Repeat the listing below exactly.
▶
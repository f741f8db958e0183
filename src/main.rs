//! xvmem CLI - package descriptor and build-file generator
//!
//! Usage: xvmem [OPTIONS] [COMMAND]
//!
//! Commands:
//!   generate  Generate build files (default)
//!   diff      Show what generate would change
//!   graph     Print a package and its dependencies

use std::path::{Path, PathBuf};

use anyhow::{Context, Result};
use clap::{Args, Parser, Subcommand};

use xvmem::config::{parse_toolchain_list, Config};
use xvmem::generator::{self, GeneratorOptions};
use xvmem::packages::{self, xvmem as xvmem_package};
use xvmem::ui::{self, icons};

/// xvmem - package descriptor and native build-file generator
#[derive(Parser, Debug)]
#[command(name = "xvmem")]
#[command(author, version, about, long_about = None)]
#[command(args_conflicts_with_subcommands = true)]
struct Cli {
    /// Output format for CI (after the subcommand when one is given)
    #[arg(long, global = true)]
    json: bool,

    /// Verbosity level (-v, -vv, -vvv)
    #[arg(short, long, action = clap::ArgAction::Count, global = true)]
    verbose: u8,

    #[command(subcommand)]
    command: Option<Commands>,

    #[command(flatten)]
    generate: GenerateArgs,
}

#[derive(Subcommand, Debug)]
enum Commands {
    /// Generate build files
    Generate(GenerateArgs),

    /// Show what generate would change, without writing
    Diff(SelectionArgs),

    /// Print a package and its dependencies
    Graph {
        /// Package to print
        #[arg(short, long, default_value = xvmem_package::PACKAGE_NAME)]
        package: String,
    },
}

#[derive(Args, Debug, Default, Clone)]
struct SelectionArgs {
    /// Toolchains to generate for (repeatable or comma separated)
    #[arg(short, long = "target", value_name = "TOOLCHAIN")]
    targets: Vec<String>,

    /// Output directory, relative to the project root
    #[arg(short, long)]
    out: Option<PathBuf>,

    /// Directory holding the checked-out repositories
    #[arg(short, long)]
    workspace: Option<PathBuf>,

    /// Configuration file to use instead of the resolved one
    #[arg(short, long)]
    config: Option<PathBuf>,
}

#[derive(Args, Debug, Default, Clone)]
struct GenerateArgs {
    #[command(flatten)]
    selection: SelectionArgs,

    /// Overwrite or remove files modified by hand
    #[arg(short, long)]
    force: bool,

    /// Show what would be done without writing
    #[arg(long)]
    dry_run: bool,
}

fn main() -> Result<()> {
    let cli = Cli::parse();
    xvmem::logging::init(cli.verbose);

    match cli.command {
        Some(Commands::Generate(args)) => cmd_generate(&args, cli.json),
        Some(Commands::Diff(selection)) => cmd_diff(&selection, cli.json),
        Some(Commands::Graph { package }) => cmd_graph(&package, cli.json),
        None => cmd_generate(&cli.generate, cli.json),
    }
}

/// Resolve configuration for the current directory and apply CLI overrides
fn load_config(project_root: &Path, selection: &SelectionArgs, json: bool) -> Result<Config> {
    let (mut config, warnings) = match &selection.config {
        Some(path) => {
            let (config, warnings) = Config::load_with_warnings(path)
                .with_context(|| format!("failed to load {}", path.display()))?;
            let config = config.with_env_overrides(|key| std::env::var(key).ok())?;
            (config, warnings)
        }
        None => {
            let loaded = Config::resolve(project_root)?;
            (loaded.config, loaded.warnings)
        }
    };

    if !json && !warnings.is_empty() {
        eprint!(
            "{}",
            ui::render_config_warnings(&warnings, ui::stderr_is_terminal())
        );
    }

    if !selection.targets.is_empty() {
        config.generator.targets = parse_toolchain_list(&selection.targets.join(","))?;
    }
    if let Some(out) = &selection.out {
        config.generator.output_dir = out.clone();
    }
    if let Some(workspace) = &selection.workspace {
        config.generator.workspace = workspace.clone();
    }
    Ok(config)
}

fn cmd_generate(args: &GenerateArgs, json: bool) -> Result<()> {
    let project_root = std::env::current_dir().context("failed to read current directory")?;
    let config = load_config(&project_root, &args.selection, json)?;
    let color = ui::supports_color();

    let options = GeneratorOptions::new(&project_root, config)
        .with_force(args.force)
        .with_dry_run(args.dry_run);
    let ctx = generator::init(options)?;
    let package = xvmem_package::get_package()?;

    if !json {
        println!(
            "{}",
            ui::render_header(icons::GENERATE, &format!("xvmem generate: {}", package.name()), color)
        );
        println!("Output: {}", ctx.output_root().display());
        if args.dry_run {
            println!("Option: Dry run");
        }
        println!();
    }

    let report = generator::generate(&ctx, &package)?;

    if json {
        println!("{}", ui::report_json(package.name(), &report));
    } else {
        print!("{}", ui::render_report(&report, color));
    }
    Ok(())
}

fn cmd_diff(selection: &SelectionArgs, json: bool) -> Result<()> {
    let project_root = std::env::current_dir().context("failed to read current directory")?;
    let config = load_config(&project_root, selection, json)?;
    let color = ui::supports_color();

    let ctx = generator::init(GeneratorOptions::new(&project_root, config).with_dry_run(true))?;
    let package = xvmem_package::get_package()?;
    let plan = generator::plan(&ctx, &package)?;

    if json {
        println!("{}", ui::plan_json(package.name(), &plan));
        return Ok(());
    }

    println!(
        "{}",
        ui::render_header(icons::DIFF, &format!("xvmem diff: {}", package.name()), color)
    );
    if !plan.has_changes() {
        println!("  No changes");
        return Ok(());
    }
    print!("{}", ui::render_plan_diff(&plan, color));
    Ok(())
}

fn cmd_graph(name: &str, json: bool) -> Result<()> {
    let package = packages::find_package(name)?.get_package()?;
    let summary = package.summary();

    if json {
        let value = serde_json::json!({
            "event": "graph",
            "package": summary,
        });
        println!("{value}");
    } else {
        print!("{}", ui::render_tree(&summary));
    }
    Ok(())
}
◀
- **COMPLETED TASK**:
repository f741f8db958e0183
filename src/main.rs
//! xvmem CLI - package descriptor and build-file generator
//!
//! Usage: xvmem [OPTIONS] [COMMAND]
//!
//! Commands:
//!   generate  Generate build files (default)
//!   diff      Show what generate would change
//!   graph     Print a package and its dependencies

use std::path::{Path, PathBuf};

use anyhow::{Context, Result};
use clap::{Args, Parser, Subcommand};

use xvmem::config::{parse_toolchain_list, Config};
use xvmem::generator::{self, GeneratorOptions};
use xvmem::packages::{self, xvmem as xvmem_package};
use xvmem::ui::{self, icons};

/// xvmem - package descriptor and native build-file generator
#[derive(Parser, Debug)]
#[command(name = "xvmem")]
#[command(author, version, about, long_about = None)]
#[command(args_conflicts_with_subcommands = true)]
struct Cli {
    /// Output format for CI (after the subcommand when one is given)
    #[arg(long, global = true)]
    json: bool,

    /// Verbosity level (-v, -vv, -vvv)
    #[arg(short, long, action = clap::ArgAction::Count, global = true)]
    verbose: u8,

    #[command(subcommand)]
    command: Option<Commands>,

    #[command(flatten)]
    generate: GenerateArgs,
}

#[derive(Subcommand, Debug)]
enum Commands {
    /// Generate build files
    Generate(GenerateArgs),

    /// Show what generate would change, without writing
    Diff(SelectionArgs),

    /// Print a package and its dependencies
    Graph {
        /// Package to print
        #[arg(short, long, default_value = xvmem_package::PACKAGE_NAME)]
        package: String,
    },
}

#[derive(Args, Debug, Default, Clone)]
struct SelectionArgs {
    /// Toolchains to generate for (repeatable or comma separated)
    #[arg(short, long = "target", value_name = "TOOLCHAIN")]
    targets: Vec<String>,

    /// Output directory, relative to the project root
    #[arg(short, long)]
    out: Option<PathBuf>,

    /// Directory holding the checked-out repositories
    #[arg(short, long)]
    workspace: Option<PathBuf>,

    /// Configuration file to use instead of the resolved one
    #[arg(short, long)]
    config: Option<PathBuf>,
}

#[derive(Args, Debug, Default, Clone)]
struct GenerateArgs {
    #[command(flatten)]
    selection: SelectionArgs,

    /// Overwrite or remove files modified by hand
    #[arg(short, long)]
    force: bool,

    /// Show what would be done without writing
    #[arg(long)]
    dry_run: bool,
}

fn main() -> Result<()> {
    let cli = Cli::parse();
    xvmem::logging::init(cli.verbose);

    match cli.command {
        Some(Commands::Generate(args)) => cmd_generate(&args, cli.json),
        Some(Commands::Diff(selection)) => cmd_diff(&selection, cli.json),
        Some(Commands::Graph { package }) => cmd_graph(&package, cli.json),
        None => cmd_generate(&cli.generate, cli.json),
    }
}

/// Resolve configuration for the current directory and apply CLI overrides
fn load_config(project_root: &Path, selection: &SelectionArgs, json: bool) -> Result<Config> {
    let (mut config, warnings) = match &selection.config {
        Some(path) => {
            let (config, warnings) = Config::load_with_warnings(path)
                .with_context(|| format!("failed to load {}", path.display()))?;
            let config = config.with_env_overrides(|key| std::env::var(key).ok())?;
            (config, warnings)
        }
        None => {
            let loaded = Config::resolve(project_root)?;
            (loaded.config, loaded.warnings)
        }
    };

    if !json && !warnings.is_empty() {
        eprint!(
            "{}",
            ui::render_config_warnings(&warnings, ui::stderr_is_terminal())
        );
    }

    if !selection.targets.is_empty() {
        config.generator.targets = parse_toolchain_list(&selection.targets.join(","))?;
    }
    if let Some(out) = &selection.out {
        config.generator.output_dir = out.clone();
    }
    if let Some(workspace) = &selection.workspace {
        config.generator.workspace = workspace.clone();
    }
    Ok(config)
}

fn cmd_generate(args: &GenerateArgs, json: bool) -> Result<()> {
    let project_root = std::env::current_dir().context("failed to read current directory")?;
    let config = load_config(&project_root, &args.selection, json)?;
    let color = ui::supports_color();

    let options = GeneratorOptions::new(&project_root, config)
        .with_force(args.force)
        .with_dry_run(args.dry_run);
    let ctx = generator::init(options)?;
    let package = xvmem_package::get_package()?;

    if !json {
        println!(
            "{}",
            ui::render_header(icons::GENERATE, &format!("xvmem generate: {}", package.name()), color)
        );
        println!("Output: {}", ctx.output_root().display());
        if args.dry_run {
            println!("Option: Dry run");
        }
        println!();
    }

    let report = generator::generate(&ctx, &package)?;

    if json {
        println!("{}", ui::report_json(package.name(), &report));
    } else {
        print!("{}", ui::render_report(&report, color));
    }
    Ok(())
}

fn cmd_diff(selection: &SelectionArgs, json: bool) -> Result<()> {
    let project_root = std::env::current_dir().context("failed to read current directory")?;
    let config = load_config(&project_root, selection, json)?;
    let color = ui::supports_color();

    let ctx = generator::init(GeneratorOptions::new(&project_root, config).with_dry_run(true))?;
    let package = xvmem_package::get_package()?;
    let plan = generator::plan(&ctx, &package)?;

    if json {
        println!("{}", ui::plan_json(package.name(), &plan));
        return Ok(());
    }

    println!(
        "{}",
        ui::render_header(icons::DIFF, &format!("xvmem diff: {}", package.name()), color)
    );
    if !plan.has_changes() {
        println!("  No changes");
        return Ok(());
    }
    print!("{}", ui::render_plan_diff(&plan, color));
    Ok(())
}

fn cmd_graph(name: &str, json: bool) -> Result<()> {
    let package = packages::find_package(name)?.get_package()?;
    let summary = package.summary();

    if json {
        let value = serde_json::json!({
            "event": "graph",
            "package": summary,
        });
        println!("{value}");
    } else {
        print!("{}", ui::render_tree(&summary));
    }
    Ok(())
}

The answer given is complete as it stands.